L'allestimento firmato da Elisabetta Courir (regia), Marco Rossi (scene), Marta del Fabbro (costumi), Gianni Pollini (luci) e Michele Merola (coreografie) risale al 2016 [Parma, Il trovatore, 30/10/2016], quando non piacque granché e lasciò solo il ricordo di un fortuita sintonia fra le foschie sul palco e quelle all'esterno. Oggi è comprensibile che il minimalismo estremo si adatti alla trasferta e alle dimensioni del Magnani, tuttavia la regia si concentra e si rinnova rivelando più di un tallone d'Achille, ambizioni irrisolte, incoerenze, gesti e simboli superflui. Piacque poco allora, oggi meno.
Il cast ha subito qualche variazione negli ultimi giorni, con l'apparizione lussuosa di Anna Pirozzi come Leonora a sostituire alla prima l'indisposta Silvia Dalla Benetta ed Enkelejda Shkoza che rileva Rossana Rinaldi, pure assente per malattia. Anche fatta la tara dei cambiamenti, però, la compagnia risulta disomogenea e soprattutto non allineata alle esigenze stilistiche che ormai si associano al Trovatore non solo in sede di festival. Alessandro Della Morte è decisamente acerbo per Ferrando, che affronta non senza difficoltà. Lascia intendere un maggior potenziale il Conte di Luna di Stefan Machlinski, anche per la bontà della pronuncia italiana, tuttavia ancora passibile di maturazione vocale e interpretativa in questo repertorio. Ilaria Alida Quilico (Ines), Paolo Toscano (Messo e Ruiz) e Chuanqi Xu (Vecchio zingaro) completano il versante giovanile del cast, mentre ben noti e in carriera erano le citate Pirozzi e Shkoza con Angelo Villari, Manrico.
Se il mezzosoprano albanese non sembra al meglio della forma e non ripete la prova convincente di sei anni fa, rivelando al contrario legati e colorature faticosi, eccessivi ricorsi al parlato, Villari conferma la solida vocalità che lo ha reso interprete assiduo di molti ruoli insidiosi dal secondo ottocento alla Giovane Scuola.
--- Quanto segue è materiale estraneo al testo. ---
use anyhow::{Result, bail};
use chrono::{Duration, Utc};

use vitality_core::SessionContext;

use crate::config::Config;
use crate::session::{Credential, FileSession};

pub(crate) fn cmd_login(
    config: &Config,
    identity: &str,
    token: &str,
    email: Option<String>,
    expires_in_hours: Option<i64>,
    json: bool,
) -> Result<()> {
    if identity.trim().is_empty() || identity.contains('/') {
        bail!("Invalid identity '{identity}'");
    }
    if token.trim().is_empty() {
        bail!("Token must not be empty");
    }
    if expires_in_hours.is_some_and(|h| h <= 0) {
        bail!("--expires-in-hours must be greater than 0");
    }

    let credential = Credential {
        identity: identity.to_string(),
        token: token.to_string(),
        email,
        expires_at: expires_in_hours.map(|h| Utc::now() + Duration::hours(h)),
    };
    FileSession::store(&config.session_path, &credential)?;

    if json {
        println!(
            "{}",
            serde_json::json!({ "identity": identity, "expires_at": credential.expires_at })
        );
    } else {
        println!("Signed in as {identity}");
        if config.settings.remote_url.is_none() {
            eprintln!("Note: no remote_url in config.json; data stays on this device.");
        }
    }
    Ok(())
}

pub(crate) fn cmd_logout(config: &Config, json: bool) -> Result<()> {
    let removed = FileSession::clear(&config.session_path)?;
    if json {
        println!("{}", serde_json::json!({ "signed_out": removed }));
    } else if removed {
        println!("Signed out");
    } else {
        eprintln!("Not signed in");
    }
    Ok(())
}

pub(crate) fn cmd_whoami(config: &Config, session: &FileSession, json: bool) -> Result<()> {
    let remote = config.settings.remote_url.as_deref();

    if json {
        println!(
            "{}",
            serde_json::json!({
                "identity": session.current_identity(),
                "authenticated": session.is_authenticated(),
                "expires_at": session.credential().and_then(|c| c.expires_at),
                "remote_url": remote,
            })
        );
        return Ok(());
    }

    match session.credential() {
        None => println!("Not signed in (data is stored for this device only)"),
        Some(c) => {
            println!("Identity:  {}", c.identity);
            if let Some(ref email) = c.email {
                println!("Email:     {email}");
            }
            if c.is_expired() {
                println!("Session:   expired, working offline until you sign in again");
            } else if let Some(at) = c.expires_at {
                println!("Session:   valid until {}", at.format("%Y-%m-%d %H:%M UTC"));
            } else {
                println!("Session:   valid");
            }
        }
    }
    println!("Remote:    {}", remote.unwrap_or("none (local only)"));
    Ok(())
}
//! Local Store: durable, synchronous key/value persistence on the device.

use anyhow::Result;
use chrono::NaiveDate;

use crate::db::Database;

/// Scope used for local keys when no identity is known.
pub const DEVICE_SCOPE: &str = "device";

pub trait LocalStore: Send {
    fn get(&self, key: &str) -> Result<Option<Vec<u8>>>;
    fn set(&self, key: &str, value: &[u8]) -> Result<()>;
    /// Entries whose key starts with `prefix`, in key order.
    fn scan_prefix(&self, prefix: &str) -> Result<Vec<(String, Vec<u8>)>>;
}

impl LocalStore for Database {
    fn get(&self, key: &str) -> Result<Option<Vec<u8>>> {
        self.kv_get(key)
    }

    fn set(&self, key: &str, value: &[u8]) -> Result<()> {
        self.kv_set(key, value)
    }

    fn scan_prefix(&self, prefix: &str) -> Result<Vec<(String, Vec<u8>)>> {
        self.kv_scan_prefix(prefix)
    }
}

#[must_use]
pub fn profile_key(scope: &str) -> String {
    format!("profile/{scope}")
}

#[must_use]
pub fn progress_prefix(scope: &str) -> String {
    format!("progress/{scope}/")
}

#[must_use]
pub fn progress_key(scope: &str, date: NaiveDate) -> String {
    format!("{}{}", progress_prefix(scope), date.format("%Y-%m-%d"))
}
È un Manrico virile, eroico, spavaldo il suo, anche se allineato a una sensibilità musicale più prossima al tardoromanticismo (e verismo) che non al belcanto, più guerriero che trovatore, non ben bilanciato rispetto a un Conte di Luna dalla vocalità più lirica. Fra loro Anna Pirozzi sembra quasi spaesata, come se la sua voce fosse troppo grande per il Magnani, come se non fosse semplice prender le misure con tutti gli elementi dello spettacolo, con una regia che la relega negli angoli per far agire il suo doppio, con una bacchetta che non sembra aiutare nessuno, nemmeno sé stessa.
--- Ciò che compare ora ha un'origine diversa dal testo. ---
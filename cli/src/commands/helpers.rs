use anyhow::{Context, Result, bail};
use chrono::{Local, NaiveDate};
use serde::Serialize;

use vitality_core::models::{
    ActivityLevel, DietaryType, Gender, MacroRatio, PrimaryGoal, ReminderFrequency, ReminderType,
    validate_macro_ratio,
};

pub(crate) fn parse_date(date_str: Option<String>) -> Result<NaiveDate> {
    match date_str {
        None => Ok(Local::now().date_naive()),
        Some(s) => match s.as_str() {
            "today" => Ok(Local::now().date_naive()),
            "yesterday" => Ok(Local::now().date_naive() - chrono::Duration::days(1)),
            "tomorrow" => Ok(Local::now().date_naive() + chrono::Duration::days(1)),
            _ => NaiveDate::parse_from_str(&s, "%Y-%m-%d").with_context(|| {
                format!("Invalid date '{s}'. Use YYYY-MM-DD or today/yesterday/tomorrow")
            }),
        },
    }
}

fn normalize(s: &str) -> String {
    s.trim().to_lowercase().replace(['_', ' '], "-")
}

pub(crate) fn parse_gender(s: &str) -> Result<Gender> {
    match normalize(s).as_str() {
        "male" | "m" => Ok(Gender::Male),
        "female" | "f" => Ok(Gender::Female),
        "other" => Ok(Gender::Other),
        _ => bail!("Invalid gender '{s}'. Use male, female, or other"),
    }
}

pub(crate) fn parse_activity(s: &str) -> Result<ActivityLevel> {
    match normalize(s).as_str() {
        "sedentary" => Ok(ActivityLevel::Sedentary),
        "light" => Ok(ActivityLevel::Light),
        "moderate" => Ok(ActivityLevel::Moderate),
        "active" => Ok(ActivityLevel::Active),
        "athlete" => Ok(ActivityLevel::Athlete),
        _ => bail!("Invalid activity level '{s}'. Use sedentary, light, moderate, active, or athlete"),
    }
}

pub(crate) fn parse_goal(s: &str) -> Result<PrimaryGoal> {
    match normalize(s).as_str() {
        "weight-loss" | "lose" => Ok(PrimaryGoal::WeightLoss),
        "maintenance" | "maintain" => Ok(PrimaryGoal::Maintenance),
        "muscle-gain" | "gain" => Ok(PrimaryGoal::MuscleGain),
        _ => bail!("Invalid goal '{s}'. Use weight-loss, maintenance, or muscle-gain"),
    }
}

pub(crate) fn parse_diet(s: &str) -> Result<DietaryType> {
    match normalize(s).as_str() {
        "omnivore" => Ok(DietaryType::Omnivore),
        "vegetarian" => Ok(DietaryType::Vegetarian),
        "vegan" => Ok(DietaryType::Vegan),
        "keto" => Ok(DietaryType::Keto),
        "paleo" => Ok(DietaryType::Paleo),
        _ => bail!("Invalid diet '{s}'. Use omnivore, vegetarian, vegan, keto, or paleo"),
    }
}

pub(crate) fn parse_reminder_type(s: &str) -> Result<ReminderType> {
    match normalize(s).as_str() {
        "medicine" | "med" => Ok(ReminderType::Medicine),
        "screening" => Ok(ReminderType::Screening),
        "custom" => Ok(ReminderType::Custom),
        "water" => Ok(ReminderType::Water),
        _ => bail!("Invalid reminder type '{s}'. Use medicine, screening, custom, or water"),
    }
}

pub(crate) fn parse_frequency(s: &str) -> Result<ReminderFrequency> {
    match normalize(s).as_str() {
        "daily" => Ok(ReminderFrequency::Daily),
        "weekly" => Ok(ReminderFrequency::Weekly),
        "once" => Ok(ReminderFrequency::Once),
        _ => bail!("Invalid frequency '{s}'. Use daily, weekly, or once"),
    }
}

/// All three percentages or none.
pub(crate) fn parse_macro_ratio(
    protein: Option<f64>,
    carbs: Option<f64>,
    fat: Option<f64>,
) -> Result<Option<MacroRatio>> {
    match (protein, carbs, fat) {
        (None, None, None) => Ok(None),
        (Some(p), Some(c), Some(f)) => {
            let ratio = MacroRatio { p, c, f };
            validate_macro_ratio(&ratio)?;
            Ok(Some(ratio))
        }
        _ => bail!(
            "If setting macro percentages, all three (--protein, --carbs, --fat) must be provided"
        ),
    }
}

pub(crate) fn print_json<T: Serialize + ?Sized>(value: &T) -> Result<()> {
    println!("{}", serde_json::to_string_pretty(value)?);
    Ok(())
}

pub(crate) fn json_error(message: &str) -> String {
    #[derive(Serialize)]
    struct CliError<'a> {
        error: &'a str,
    }
    serde_json::to_string(&CliError { error: message })
        .unwrap_or_else(|_| format!("{{\"error\":\"{message}\"}}"))
}

pub(crate) fn no_neg_zero(v: f64) -> f64 {
    if v == 0.0 { 0.0 } else { v }
}

pub(crate) fn truncate(s: &str, max: usize) -> String {
    if s.chars().count() <= max {
        s.to_string()
    } else {
        let end = s.char_indices().nth(max - 3).map_or(s.len(), |(i, _)| i);
        format!("{}...", &s[..end])
    }
}

#[cfg(test)]
mod tests {
    use super::*;

    #[test]
    fn test_parse_date_none() {
        let today = Local::now().date_naive();
        assert_eq!(parse_date(None).unwrap(), today);
    }

    #[test]
    fn test_parse_date_keywords() {
        let today = Local::now().date_naive();
        assert_eq!(parse_date(Some("today".to_string())).unwrap(), today);
        assert_eq!(
            parse_date(Some("yesterday".to_string())).unwrap(),
            today - chrono::Duration::days(1)
        );
    }

    #[test]
    fn test_parse_date_iso() {
        let date = parse_date(Some("2024-01-15".to_string())).unwrap();
        assert_eq!(date, NaiveDate::from_ymd_opt(2024, 1, 15).unwrap());
    }

    #[test]
    fn test_parse_date_invalid() {
        assert!(parse_date(Some("nope".to_string())).is_err());
    }

    #[test]
    fn test_parse_enums_are_forgiving() {
        assert_eq!(parse_goal("Weight Loss").unwrap(), PrimaryGoal::WeightLoss);
        assert_eq!(parse_goal("muscle_gain").unwrap(), PrimaryGoal::MuscleGain);
        assert_eq!(parse_activity(" ACTIVE ").unwrap(), ActivityLevel::Active);
        assert_eq!(parse_gender("f").unwrap(), Gender::Female);
        assert_eq!(parse_reminder_type("med").unwrap(), ReminderType::Medicine);
        assert_eq!(parse_frequency("weekly").unwrap(), ReminderFrequency::Weekly);
        assert_eq!(parse_diet("Vegan").unwrap(), DietaryType::Vegan);
        assert!(parse_goal("bulk").is_err());
    }

    #[test]
    fn test_parse_macro_ratio() {
        assert!(parse_macro_ratio(None, None, None).unwrap().is_none());
        let ratio = parse_macro_ratio(Some(30.0), Some(45.0), Some(25.0))
            .unwrap()
            .unwrap();
        assert!((ratio.p - 30.0).abs() < f64::EPSILON);
        assert!(parse_macro_ratio(Some(30.0), None, None).is_err());
        assert!(parse_macro_ratio(Some(50.0), Some(50.0), Some(50.0)).is_err());
    }

    #[test]
    fn test_truncate_utf8() {
        assert_eq!(truncate("hello", 10), "hello");
        assert_eq!(truncate("Crème fraîche", 10), "Crème f...");
    }

    #[test]
    fn test_no_neg_zero() {
        assert_eq!(no_neg_zero(-0.0).to_bits(), 0.0_f64.to_bits());
        assert_eq!(no_neg_zero(5.0), 5.0);
    }
}
pub mod db;
pub mod engine;
pub mod error;
pub mod models;
pub mod remote;
pub mod session;
pub mod store;

pub use engine::{SyncEngine, SyncObserver, SyncOp, SyncOptions, TracingObserver};
pub use error::{RemoteError, SyncError, SyncResult};
pub use remote::{Document, EmbeddedRemote, RemoteStore};
pub use session::{IdentityRef, SessionContext, SignedOut, StaticSession};
pub use store::LocalStore;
È, in effetti, un caso strano quello di Sebastiano Rolli, che impone un passo piuttosto rigido anche nei cambi dinamici, che non respirano naturalmente né imprimono qualsivoglia tensione drammatica ed emotiva. Non sembra accompagnare la libertà dei cantanti, ma nemmeno imporre la sua personalità, una visione peculiare. Rifarsi all'edizione critica non è di per sé un merito, se la recita manca di mordente, se non si avverte un lavoro su fraseggio, stile, variazioni e cadenze, se si assommano imprecisioni e scollamenti fra una Toscanini flebile e sottotono (peccato: il suono è bello), un coro (quello del Regio preparato da Martino Faggiani) che canterebbe Il trovatore anche bendato a testa in giù, un cast disomogeneo ma che allinea fior di professionisti.
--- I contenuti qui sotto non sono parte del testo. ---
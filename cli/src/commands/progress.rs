use anyhow::{Result, bail};
use chrono::NaiveDate;
use serde::Serialize;
use tabled::{
    Table, Tabled,
    settings::{Alignment, Modify, Style, object::Columns},
};

use vitality_core::SyncEngine;
use vitality_core::models::{DailyProgress, MealLogEntry, Profile};

use super::helpers::{no_neg_zero, parse_date, print_json, truncate};

/// Progress plus the targets it is measured against.
#[derive(Serialize)]
struct DayReport<'a> {
    #[serde(flatten)]
    progress: &'a DailyProgress,
    calorie_target: Option<u32>,
    calories_remaining: Option<f64>,
    water_target_ml: Option<u32>,
}

fn report<'a>(progress: &'a DailyProgress, profile: &Profile) -> DayReport<'a> {
    if profile.is_onboarding_placeholder() {
        return DayReport {
            progress,
            calorie_target: None,
            calories_remaining: None,
            water_target_ml: None,
        };
    }
    DayReport {
        progress,
        calorie_target: Some(profile.goals.daily_calories),
        calories_remaining: Some(no_neg_zero(progress.calories_remaining(profile))),
        water_target_ml: Some(profile.water_target_ml()),
    }
}

fn print_day(report: &DayReport<'_>) {
    let p = report.progress;
    println!("{}", p.date.format("%A, %Y-%m-%d"));
    match (report.calorie_target, report.calories_remaining) {
        (Some(target), Some(remaining)) => println!(
            "  Calories:  {:.0} eaten, {:.0} burned, {:.0} of {target} kcal left",
            p.calories_consumed, p.calories_burned, remaining
        ),
        _ => println!(
            "  Calories:  {:.0} eaten, {:.0} burned",
            p.calories_consumed, p.calories_burned
        ),
    }
    println!(
        "  Macros:    P {:.1}g  C {:.1}g  F {:.1}g",
        p.macros.protein, p.macros.carbs, p.macros.fats
    );
    match report.water_target_ml {
        Some(target) => println!("  Water:     {:.0} / {target} ml", p.water_ml),
        None => println!("  Water:     {:.0} ml", p.water_ml),
    }
    println!("  Steps:     {}", p.steps);

    if p.meals.is_empty() {
        return;
    }

    #[derive(Tabled)]
    struct MealRow {
        #[tabled(rename = "Time")]
        time: String,
        #[tabled(rename = "Meal")]
        name: String,
        #[tabled(rename = "Cal")]
        calories: String,
        #[tabled(rename = "P")]
        protein: String,
        #[tabled(rename = "C")]
        carbs: String,
        #[tabled(rename = "F")]
        fats: String,
    }

    let rows: Vec<MealRow> = p
        .meals
        .iter()
        .map(|m| MealRow {
            time: chrono::DateTime::from_timestamp_millis(m.timestamp)
                .map(|t| t.with_timezone(&chrono::Local).format("%H:%M").to_string())
                .unwrap_or_default(),
            name: truncate(&m.name, 35),
            calories: format!("{:.0}", m.calories),
            protein: format!("{:.1}", m.protein),
            carbs: format!("{:.1}", m.carbs),
            fats: format!("{:.1}", m.fats),
        })
        .collect();

    let table = Table::new(&rows)
        .with(Style::rounded())
        .with(Modify::new(Columns::new(2..6)).with(Alignment::right()))
        .to_string();
    println!("{table}");
}

async fn show(engine: &SyncEngine, progress: &DailyProgress, json: bool) -> Result<()> {
    let profile = engine.load_profile().await?;
    let report = report(progress, &profile);
    if json {
        print_json(&report)
    } else {
        print_day(&report);
        Ok(())
    }
}

pub(crate) async fn cmd_progress_show(
    engine: &SyncEngine,
    date: Option<String>,
    json: bool,
) -> Result<()> {
    let progress = match date {
        None => engine.load_today().await?,
        Some(_) => engine.load_progress(parse_date(date)?).await?,
    };
    show(engine, &progress, json).await
}

pub(crate) struct MealInput {
    pub name: String,
    pub calories: f64,
    pub protein: f64,
    pub carbs: f64,
    pub fat: f64,
}

pub(crate) async fn cmd_progress_meal(
    engine: &SyncEngine,
    meal: MealInput,
    date: Option<String>,
    json: bool,
) -> Result<()> {
    if meal.calories < 0.0 {
        bail!("Calories must not be negative");
    }
    let date = parse_date(date)?;
    let entry = MealLogEntry::new(&meal.name, meal.calories, meal.protein, meal.carbs, meal.fat);
    let progress = engine.log_meal(date, entry).await?;

    if !json {
        println!("Logged {} ({:.0} kcal)", meal.name, meal.calories);
    }
    show(engine, &progress, json).await
}

pub(crate) async fn cmd_progress_water(
    engine: &SyncEngine,
    ml: f64,
    date: Option<String>,
    json: bool,
) -> Result<()> {
    if ml <= 0.0 {
        bail!("Water amount must be greater than 0");
    }
    let date = parse_date(date)?;
    let progress = engine.add_water(date, ml).await?;

    if json {
        print_json(&progress)
    } else {
        println!(
            "Added {ml:.0} ml of water ({:.0} ml total for {})",
            progress.water_ml,
            date.format("%Y-%m-%d")
        );
        Ok(())
    }
}

pub(crate) async fn cmd_progress_activity(
    engine: &SyncEngine,
    steps: u64,
    burned: f64,
    date: Option<String>,
    json: bool,
) -> Result<()> {
    let date = parse_date(date)?;
    let progress = engine.record_activity(date, steps, burned).await?;

    if json {
        print_json(&progress)
    } else {
        println!(
            "Activity for {}: {} steps, {:.0} kcal burned",
            date.format("%Y-%m-%d"),
            progress.steps,
            progress.calories_burned
        );
        Ok(())
    }
}

pub(crate) async fn cmd_progress_history(engine: &SyncEngine, days: usize, json: bool) -> Result<()> {
    if days == 0 {
        bail!("--days must be at least 1");
    }
    let history = engine.progress_history(days).await?;

    if json {
        return print_json(&history);
    }
    if history.is_empty() {
        eprintln!("No progress recorded yet. Use `vitality progress meal` to log a meal.");
        return Ok(());
    }

    #[derive(Tabled)]
    struct HistoryRow {
        #[tabled(rename = "Date")]
        date: NaiveDate,
        #[tabled(rename = "Eaten")]
        eaten: String,
        #[tabled(rename = "Burned")]
        burned: String,
        #[tabled(rename = "Water ml")]
        water: String,
        #[tabled(rename = "Steps")]
        steps: u64,
        #[tabled(rename = "Meals")]
        meals: usize,
    }

    let rows: Vec<HistoryRow> = history
        .iter()
        .map(|p| HistoryRow {
            date: p.date,
            eaten: format!("{:.0}", p.calories_consumed),
            burned: format!("{:.0}", p.calories_burned),
            water: format!("{:.0}", p.water_ml),
            steps: p.steps,
            meals: p.meals.len(),
        })
        .collect();

    let table = Table::new(&rows)
        .with(Style::rounded())
        .with(Modify::new(Columns::new(1..6)).with(Alignment::right()))
        .to_string();
    println!("{table}");
    Ok(())
}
Alla fine, gli applausi variano d'intensità secondo il merito e premiano soprattutto Pirozzi e Villari; qualche mormorio soprattutto per Courir e il suo staff. Sotto le prime piogge autunnali, una certezza: per Il trovatore, e non solo per lui, c'è bisogno di qualcosa di più, di un'idea, di una consapevolezza, di una chiara scelta e visione teatrale e stilistica.